Some folks get it and like it.  Some folks get it and don't like it. Others are in the middle. 

I love it as I like the characters and feel that I know them having worked right next to MIT for a long time.

It took me a couple-few tries to warm up to it, but I love watching it for its quirky, human, characters.


----------



## itchyfeet (Mar 29, 2014)

I love this show.  A friend of mine kept recommending it and I watched a couple of times and couldn't get into it.  Finally, I watched several of the shows in a short period of time (reruns) and now I can't wait for it to come on.  I had to learn the characters idiosyncratic personalities. All I can say is the writers are genius for some of the lines and situations they come up with.  If you watch the reruns, they will be out of sequence.  For example one of them will be after Amy & Cooper have met and the next one may be before they met--no continuity.


----------



## vacationhopeful (Mar 29, 2014)

I like the Big Bang show --- that is my friends, relatives, work mates for many years.

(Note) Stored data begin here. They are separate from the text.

pub mod config;
pub mod inference;
pub mod models;

use tracing_subscriber::EnvFilter;

pub use inference::{DiagnosticEngine, DiseaseRecord, DiseaseTable, TableDiagnosticEngine, TableError};
pub use models::{DiagnosisReport, DiagnosisResult, DiseaseDataset, MatchPhase, MatchResult};

/// Initialize tracing for binaries and harnesses.
/// Honors RUST_LOG, falling back to the crate default filter.
pub fn init_logging() {
    tracing_subscriber::fmt()
        .with_env_filter(
            EnvFilter::try_from_default_env()
                .unwrap_or_else(|_| EnvFilter::new(config::default_log_filter())),
        )
        .init();
}
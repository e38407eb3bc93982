/// Application-level constants
pub const APP_NAME: &str = "Prognosa";
pub const APP_VERSION: &str = env!("CARGO_PKG_VERSION");

/// Minimum fuzzy-phase overlap, as a percent of the reported symptoms, for a
/// disease to qualify as a candidate diagnosis.
pub const FUZZY_MATCH_THRESHOLD: f64 = 60.0;

/// Default tracing filter when RUST_LOG is not set.
pub fn default_log_filter() -> String {
    format!("info,{}=debug", env!("CARGO_PKG_NAME"))
}
use std::fmt;

use serde::{Deserialize, Serialize};

/// Rendered text for a query that matched nothing in either phase.
pub const NO_CLEAR_DIAGNOSIS: &str = "No clear diagnosis";

// ---------------------------------------------------------------------------
// DiagnosisResult
// ---------------------------------------------------------------------------

/// Outcome of a diagnosis call: ranked disease names, or the sentinel.
/// The sentinel is a distinct variant so callers can tell "nothing qualified"
/// apart from an empty disease table.
#[derive(Debug, Clone, PartialEq, Serialize, Deserialize)]
pub enum DiagnosisResult {
    /// One or more diseases qualified, best match first.
    Diagnoses(Vec<String>),
    /// Nothing qualified in either phase.
    NoClearDiagnosis,
}

impl DiagnosisResult {
    pub fn is_clear(&self) -> bool {
        matches!(self, Self::Diagnoses(_))
    }

    /// Disease names in rank order; empty for the sentinel.
    pub fn names(&self) -> &[String] {
        match self {
            Self::Diagnoses(names) => names,
            Self::NoClearDiagnosis => &[],
        }
    }
}

impl fmt::Display for DiagnosisResult {
    fn fmt(&self, f: &mut fmt::Formatter<'_>) -> fmt::Result {
        match self {
            Self::Diagnoses(names) => f.write_str(&names.join(", ")),
            Self::NoClearDiagnosis => f.write_str(NO_CLEAR_DIAGNOSIS),
        }
    }
}

// ---------------------------------------------------------------------------
// MatchPhase & MatchResult
// ---------------------------------------------------------------------------

/// Which phase produced the result.
#[derive(Debug, Clone, Copy, PartialEq, Eq, Serialize, Deserialize)]
pub enum MatchPhase {
    /// All symptoms of at least one disease were present in the query.
    Exact,
    /// Fallback overlap ranking; entered only when no exact rule fired.
    Fuzzy,
    /// Neither phase qualified a disease.
    None,
}

impl MatchPhase {
    pub fn as_str(&self) -> &'static str {
        match self {
            Self::Exact => "exact",
            Self::Fuzzy => "fuzzy",
            Self::None => "none",
        }
    }
}

/// A fuzzy-phase candidate: disease plus its overlap with the query.
#[derive(Debug, Clone, PartialEq, Serialize, Deserialize)]
pub struct MatchResult {
    pub disease: String,
    /// Percent of reported symptoms overlapping this disease, in [0, 100].
    pub match_percentage: f64,
}

// ---------------------------------------------------------------------------
// DiagnosisReport
// ---------------------------------------------------------------------------

/// Full evaluation output: the result plus how it was reached.
#[derive(Debug, Clone, Serialize, Deserialize)]
pub struct DiagnosisReport {
    pub result: DiagnosisResult,
    pub phase: MatchPhase,
    /// Fuzzy-phase candidates with their percentages. Empty when the exact
    /// phase fired, since the fuzzy phase is never entered then.
    pub candidates: Vec<MatchResult>,
    pub processing_time_ms: u64,
}
pub mod dataset;
pub mod diagnosis;

pub use dataset::{DatasetRow, DiseaseDataset};
pub use diagnosis::{
    DiagnosisReport, DiagnosisResult, MatchPhase, MatchResult, NO_CLEAR_DIAGNOSIS,
};
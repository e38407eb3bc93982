use std::collections::HashSet;

/// Normalize a single symptom token (lowercase + trim).
/// Idempotent: normalizing an already-normalized token is a no-op.
pub fn normalize_symptom(raw: &str) -> String {
    raw.trim().to_lowercase()
}

/// Normalize reported symptoms into a set. Duplicates collapse; tokens that
/// are empty after trimming are dropped so they cannot substring-match every
/// disease symptom.
pub fn normalize_query(raw: &[String]) -> HashSet<String> {
    raw.iter()
        .map(|s| normalize_symptom(s))
        .filter(|s| !s.is_empty())
        .collect()
}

And I deal with the *Penny*'s everyday in life. *Howard* is like so many clueless & spoiled guys. The *comic book store owner *is the non-geek who represents all the future video-gamers who NOW live in their parents' basements.

*Leonard* - is the most functioning nerd of the lot - he actually wants to be normal - but only got Penny as a GF after she moved across the hall and he leant her money for her rent and puts in her share of the common dinner money. 

*Howard's* wife -- she had become his mother over time. So many niches does Howard hook onto - religion, one child, abandonment, short, master's degree in engineering verses research PhD ... 

*Sheldon's GF - Amy * wants to be a NORMAL woman (bonding with Penny & Howard's wife) .... her career and profession lends her to study those woman to try to capture and conquer Sheldon (the smart airhead who is the center of his world). It was sick the way Howard and Raj set up a dating profile for Sheldon to find Amy -- his ONLY match.


----------



## Beaglemom3 (Mar 29, 2014)

Love it  because of their "geekiness", they're still sorting out the past traumas of being bullied.

Leonard with his child-psychiatrist Mother.

Sheldon with his lovable, zealot of a Mom. His way of viewing the world and his love for his "Mee-Maw".

Raj" : with his inability to talk to women unless he's had a drink.

Howard: Where do I begin ? Loved him on the ISS.

Penny: Love her character as the "girl across the hall" and love interest.

Amy: Love her and her relationship with Sheldon, not to  mention her smoking monkeys. Interestingly enough, Mayim is a neuroscientist in real life.

Bernadette: A great character and under that little girl look, is a PhD with plenty of Moxie.


----------



## pjrose (Mar 29, 2014)

I hardly ever watch TV, but love it.  If it's on when I walk through the room I'll sit down and watch it - and that alone is a big vote for it.  

The characters are so intelligent and yet so absolutely clueless.

However I was amazed to hear how highly rated it is.  To quote ScoopLV, I thought the most popular shows were "Dancing with a Bachelor Millionaire Survivor Ice-Road Duck Hunter."


----------



## susieq (Mar 29, 2014)

vacationhopeful said:


> I like the Big Bang show --- that is my friends, relatives, work mates for many years......






Beaglemom3 said:


> Love it that because of their "geekiness", they're still sorting out the past traumas of being bullied..........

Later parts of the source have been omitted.